Een tweede alternatief is degene die met arbeid in zijn inkomen voorziet te verplichten een verzekering te hebben tegen arbeidsongeschiktheid, waarbij een bepaald minimuminkomen tot een bepaald maximuminkomen verzekerd is. De WW zou afgeschaft kunnen worden onder invoering van de verplichting te sparen in de levensloopregeling, waarbij in geval van werkloosheid of het niet slagen van de onderneming een zekere periode overbrugd kan worden. Door het afschaffen van de WW komen middelen vrij die als een soort startkapitaal in de levensloopregeling kunnen dienen. Een in het begin mogelijk wat groter beroep op de bijstand, zal snel afnemen door het in de levensloopregeling gevormde kapitaal dat eerst opgesoupeerd moet worden.
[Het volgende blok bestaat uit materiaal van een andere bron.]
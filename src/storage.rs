// Durable key-value storage used by the recent-search history.
//
// Values are opaque strings (the history serializes itself as JSON).
// Writes are synchronous so a mutation is on disk before the call returns.

use std::collections::HashMap;
use std::fs;
use std::path::{Path, PathBuf};
use std::sync::Mutex;

use crate::error::{DiscoveryError, DiscoveryResult};

pub trait KeyValueStore: Send + Sync {
    fn get(&self, key: &str) -> DiscoveryResult<Option<String>>;
    fn set(&self, key: &str, value: &str) -> DiscoveryResult<()>;
    fn remove(&self, key: &str) -> DiscoveryResult<()>;
}

/// One JSON file per key inside a directory.
#[derive(Debug, Clone)]
pub struct JsonFileStore {
    dir: PathBuf,
}

impl JsonFileStore {
    pub fn new(dir: impl Into<PathBuf>) -> Self {
        Self { dir: dir.into() }
    }

    pub fn dir(&self) -> &Path {
        &self.dir
    }

    fn path_for(&self, key: &str) -> PathBuf {
        self.dir.join(format!("{}.json", file_stem(key)))
    }
}

// Percent-escapes everything outside [A-Za-z0-9_-] so distinct keys never
// share a file
fn file_stem(key: &str) -> String {
    let mut stem = String::with_capacity(key.len());
    for byte in key.bytes() {
        if byte.is_ascii_alphanumeric() || byte == b'-' || byte == b'_' {
            stem.push(byte as char);
        } else {
            stem.push_str(&format!("%{:02X}", byte));
        }
    }
    stem
}

impl KeyValueStore for JsonFileStore {
    fn get(&self, key: &str) -> DiscoveryResult<Option<String>> {
        match fs::read_to_string(self.path_for(key)) {
            Ok(s) => Ok(Some(s)),
            Err(e) if e.kind() == std::io::ErrorKind::NotFound => Ok(None),
            Err(e) => Err(e.into()),
        }
    }

    fn set(&self, key: &str, value: &str) -> DiscoveryResult<()> {
        fs::create_dir_all(&self.dir)?;
        // Write to a sibling temp file first so a crash never leaves half a file
        let path = self.path_for(key);
        let tmp = path.with_extension("json.tmp");
        fs::write(&tmp, value)?;
        fs::rename(&tmp, &path)?;
        Ok(())
    }

    fn remove(&self, key: &str) -> DiscoveryResult<()> {
        match fs::remove_file(self.path_for(key)) {
            Ok(()) => Ok(()),
            Err(e) if e.kind() == std::io::ErrorKind::NotFound => Ok(()),
            Err(e) => Err(e.into()),
        }
    }
}

#[derive(Debug, Default)]
pub struct MemoryStore {
    entries: Mutex<HashMap<String, String>>,
}

impl MemoryStore {
    pub fn new() -> Self {
        Self::default()
    }
}

impl KeyValueStore for MemoryStore {
    fn get(&self, key: &str) -> DiscoveryResult<Option<String>> {
        let entries = self
            .entries
            .lock()
            .map_err(|_| DiscoveryError::Storage("memory store poisoned".into()))?;
        Ok(entries.get(key).cloned())
    }

    fn set(&self, key: &str, value: &str) -> DiscoveryResult<()> {
        let mut entries = self
            .entries
            .lock()
            .map_err(|_| DiscoveryError::Storage("memory store poisoned".into()))?;
        entries.insert(key.to_string(), value.to_string());
        Ok(())
    }

    fn remove(&self, key: &str) -> DiscoveryResult<()> {
        let mut entries = self
            .entries
            .lock()
            .map_err(|_| DiscoveryError::Storage("memory store poisoned".into()))?;
        entries.remove(key);
        Ok(())
    }
}
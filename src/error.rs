// Error taxonomy for the discovery session.
// Nothing here is fatal to the screen: callers decide whether to surface,
// degrade, or just log each variant.

use thiserror::Error;

#[derive(Debug, Error)]
pub enum DiscoveryError {
    // Transport or HTTP status failure, safe to retry
    #[error("network error: {0}")]
    Network(String),
    // Response arrived but the body did not match the expected shape
    #[error("failed to decode response: {0}")]
    Decode(String),
    // Rejected client-side before any request was issued
    #[error("validation failed: {0}")]
    Validation(String),
    // Durable key-value storage could not be read or written
    #[error("storage error: {0}")]
    Storage(String),
    #[error("not authenticated")]
    Unauthenticated,
    #[error("not found: {0}")]
    NotFound(String),
}

impl DiscoveryError {
    /// Whether the UI should offer a retry affordance for this failure.
    pub fn is_retryable(&self) -> bool {
        matches!(self, DiscoveryError::Network(_) | DiscoveryError::Decode(_))
    }
}

// Conversions so `?` works across the HTTP and storage adapters
impl From<reqwest::Error> for DiscoveryError {
    fn from(error: reqwest::Error) -> Self {
        if error.is_decode() {
            DiscoveryError::Decode(error.to_string())
        } else if error.status() == Some(reqwest::StatusCode::UNAUTHORIZED) {
            DiscoveryError::Unauthenticated
        } else {
            DiscoveryError::Network(error.to_string())
        }
    }
}

impl From<serde_json::Error> for DiscoveryError {
    fn from(error: serde_json::Error) -> Self {
        DiscoveryError::Decode(error.to_string())
    }
}

impl From<std::io::Error> for DiscoveryError {
    fn from(error: std::io::Error) -> Self {
        DiscoveryError::Storage(error.to_string())
    }
}

// Define a custom Result type using our error
pub type DiscoveryResult<T> = Result<T, DiscoveryError>;
// Named filter snapshots owned by the signed-in user.
// Presets are never edited in place: replace means delete then create.

use std::sync::Arc;
use tracing::{info, warn};

use crate::api::CatalogApi;
use crate::error::{DiscoveryError, DiscoveryResult};
use crate::models::{FilterState, NewFilterPreset, SavedFilterPreset};

pub const MAX_NAME_LEN: usize = 50;

/// Trims and checks a preset name before any request goes out.
pub fn validate_name(name: &str) -> DiscoveryResult<String> {
    let name = name.trim();
    if name.is_empty() {
        return Err(DiscoveryError::Validation("preset name must not be empty".into()));
    }
    if name.chars().count() > MAX_NAME_LEN {
        return Err(DiscoveryError::Validation(format!(
            "preset name must be at most {} characters",
            MAX_NAME_LEN
        )));
    }
    Ok(name.to_string())
}

/// The preset to auto-apply, if exactly one is marked default.
pub fn default_preset(presets: &[SavedFilterPreset]) -> Option<&SavedFilterPreset> {
    let mut defaults = presets.iter().filter(|p| p.is_default);
    match (defaults.next(), defaults.next()) {
        (Some(only), None) => Some(only),
        _ => None,
    }
}

// Default first, otherwise server order
fn sort_default_first(presets: &mut [SavedFilterPreset]) {
    presets.sort_by_key(|p| !p.is_default);
}

#[derive(Clone)]
pub struct SavedFilterPresetManager {
    api: Arc<dyn CatalogApi>,
    category_id: String,
}

impl SavedFilterPresetManager {
    pub fn new(api: Arc<dyn CatalogApi>, category_id: &str) -> Self {
        Self {
            api,
            category_id: category_id.to_string(),
        }
    }

    /// Presets for the active category. Anonymous callers get an empty list.
    pub async fn list(&self) -> DiscoveryResult<Vec<SavedFilterPreset>> {
        if !self.api.is_authenticated() {
            return Ok(Vec::new());
        }
        match self.api.list_presets(&self.category_id).await {
            Ok(mut presets) => {
                presets.retain(|p| p.category_id == self.category_id);
                sort_default_first(&mut presets);
                Ok(presets)
            }
            Err(DiscoveryError::Unauthenticated) => Ok(Vec::new()),
            Err(e) => Err(e),
        }
    }

    /// Validates, creates, and returns the refreshed list.
    pub async fn save(
        &self,
        name: &str,
        filters: &FilterState,
        is_default: bool,
    ) -> DiscoveryResult<Vec<SavedFilterPreset>> {
        let name = validate_name(name)?;
        if !self.api.is_authenticated() {
            return Err(DiscoveryError::Unauthenticated);
        }
        let created = self
            .api
            .create_preset(&NewFilterPreset {
                name,
                category_id: self.category_id.clone(),
                filters: filters.clone(),
                is_default,
            })
            .await?;
        info!(preset_id = %created.id, name = %created.name, "Saved filter preset");
        self.list().await
    }

    /// Deletes and returns the refreshed list.
    pub async fn delete(&self, preset_id: &str) -> DiscoveryResult<Vec<SavedFilterPreset>> {
        if let Err(e) = self.api.delete_preset(preset_id).await {
            warn!(preset_id, error = %e, "Failed to delete filter preset");
            return Err(e);
        }
        info!(preset_id, "Deleted filter preset");
        self.list().await
    }
}
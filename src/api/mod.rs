// Remote collaborators of the discovery session.
//
// The session only ever talks to the backend through `CatalogApi`, so
// tests and alternative transports can stand in for the HTTP adapter.

use async_trait::async_trait;

use crate::error::DiscoveryResult;
use crate::models::{
    Category, ListingPage, NewFilterPreset, PopularSearches, SavedFilterPreset, SearchRequest,
    SuggestionEntry,
};

pub mod http;

pub use http::HttpCatalogApi;

#[async_trait]
pub trait CatalogApi: Send + Sync + 'static {
    /// Authoritative listing query.
    async fn search(&self, request: &SearchRequest) -> DiscoveryResult<ListingPage>;

    async fn list_categories(&self) -> DiscoveryResult<Vec<Category>>;

    async fn suggest(
        &self,
        query: &str,
        category_id: &str,
        limit: usize,
    ) -> DiscoveryResult<Vec<SuggestionEntry>>;

    async fn popular(&self, category_id: &str, limit: usize) -> DiscoveryResult<PopularSearches>;

    /// Fire-and-forget analytics of a settled search; the response is ignored.
    async fn track_search(&self, query: &str, category_id: &str) -> DiscoveryResult<()>;

    /// Whether calls needing a signed-in user can succeed.
    fn is_authenticated(&self) -> bool;

    async fn list_presets(&self, category_id: &str) -> DiscoveryResult<Vec<SavedFilterPreset>>;

    async fn create_preset(&self, preset: &NewFilterPreset) -> DiscoveryResult<SavedFilterPreset>;

    async fn delete_preset(&self, preset_id: &str) -> DiscoveryResult<()>;

    async fn list_favorites(&self) -> DiscoveryResult<Vec<String>>;

    async fn add_favorite(&self, listing_id: &str) -> DiscoveryResult<()>;

    async fn remove_favorite(&self, listing_id: &str) -> DiscoveryResult<()>;
}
In de adviesaanvraag aan de SER13 worden een aantal oplossingsrichtingen gesuggereerd:
– kiezen voor ondernemersrisico;
– toetsen totaal werkzaamheden in plaats van per arbeidsrelatie;
– opting out.
Ad a
Wie bewust kiest voor het lopen van ondernemersrisico zou niet onder de werknemersverzekeringen moeten vallen. Dit lijkt een eenvoudige oplossing. In elk geval zal dan het ondernemersrisico dat de opdrachtnemer formeel loopt doorslaggevend moeten zijn. Immers, in de praktijk worden deze risico's in hoge mate afgedekt. In feite wordt dan het begrip civiele dienstbetrekking leidend. Dit begrip is weliswaar geïncorporeerd in de socialeverzekeringswetten, maar de uitvoering en de CRvB geven hieraan een geheel andere uitleg dat de civiele rechter. 14 Stel, de opdrachtgever heeft met de opdrachtnemer afgesproken dat zijn honorarium niet betaald wordt indien de uiteindelijke opdrachtgever niet betaalt, maar hij slaagt er later in voor de civiele rechter te bewijzen dat er geen sprake is van een overeenkomst van opdracht maar van een arbeidsovereenkomst, dan heeft de werkgever de verplichting het loon te betalen. Hiermee wordt dus het afbakeningsprobleem niet opgelost, maar verschoven. Het charmante van deze oplossing is wel dat het begrip dienstbetrekking wordt gecoördineerd met het civiele recht. Dienstbetrekking civiel, fiscaal en sociaal zijn dan gelijk. Iets waar de wetteksten nu al van uitgaan, maar welke begrippen door de uitvoeringsinstanties en de fiscale en sociale verzekeringsrechter anders worden uitgelegd. 15
Ad b
Het toetsen van het totaal van activiteiten van de persoon in plaats van het toetsen per opdracht, lijkt gemakkelijker en meer duidelijkheid te verschaffen. Echter, ook uit de fiscale jurisprudentie komt naar voren dat er meer dan eens verschil van mening bestaat over het al dan niet zijn van ondernemer. De charme van deze oplossing is dat ondernemer voor de sociale zekerheid op dezelfde wijze wordt uitgelegd als voor de belastingheffing. Overigens toetst de Belastingdienst ook achteraf en zijn er criteria die pas achteraf blijken. Het is dan wel nodig ook voor de werknemersverzekeringen een toetsing achteraf bij de persoon neer te leggen. Dit is voor verzekeringen niet aantrekkelijk, aangezien pas achteraf een wettelijke verzekering kan blijken terwijl de persoon in kwestie al particulier iets heeft geregeld en dan opgezadeld wordt met een dubbele verzekering.
Ad c
Opting out lijkt verreweg de meest eenvoudige oplossing. Een oplossing voor het mogelijke verschijnsel dat lage risico's kiezen voor ondernemerschap en bij verwacht hoog risico weer kiezen voor werknemerschap, kan opgelost worden door voor deze groep een toeslag op de premie te leggen waarin dit hogere risico is verdisconteerd. Dit zou dan wel eens in de praktijk kunnen betekenen dat bij een zeer lang ondernemerschap en pas heel laat terugkeren in werknemerschap de premies zo hoog worden dat verzekering geen alternatief is. Dit zou eventueel een extra beslag op de bijstandsmiddelen kunnen betekenen. Hierbij moet wel bedacht worden dat ook werknemers die ontslagen worden als gevolg van de wijzigingen in de sociale zekerheid steeds eerder in de bijstand komen. Het extra beslag op bijstand zou voorkomen kunnen worden door degenen die met arbeid hun inkomen genereren te verplichten een zekere reserve op te bouwen in de levensloopregeling.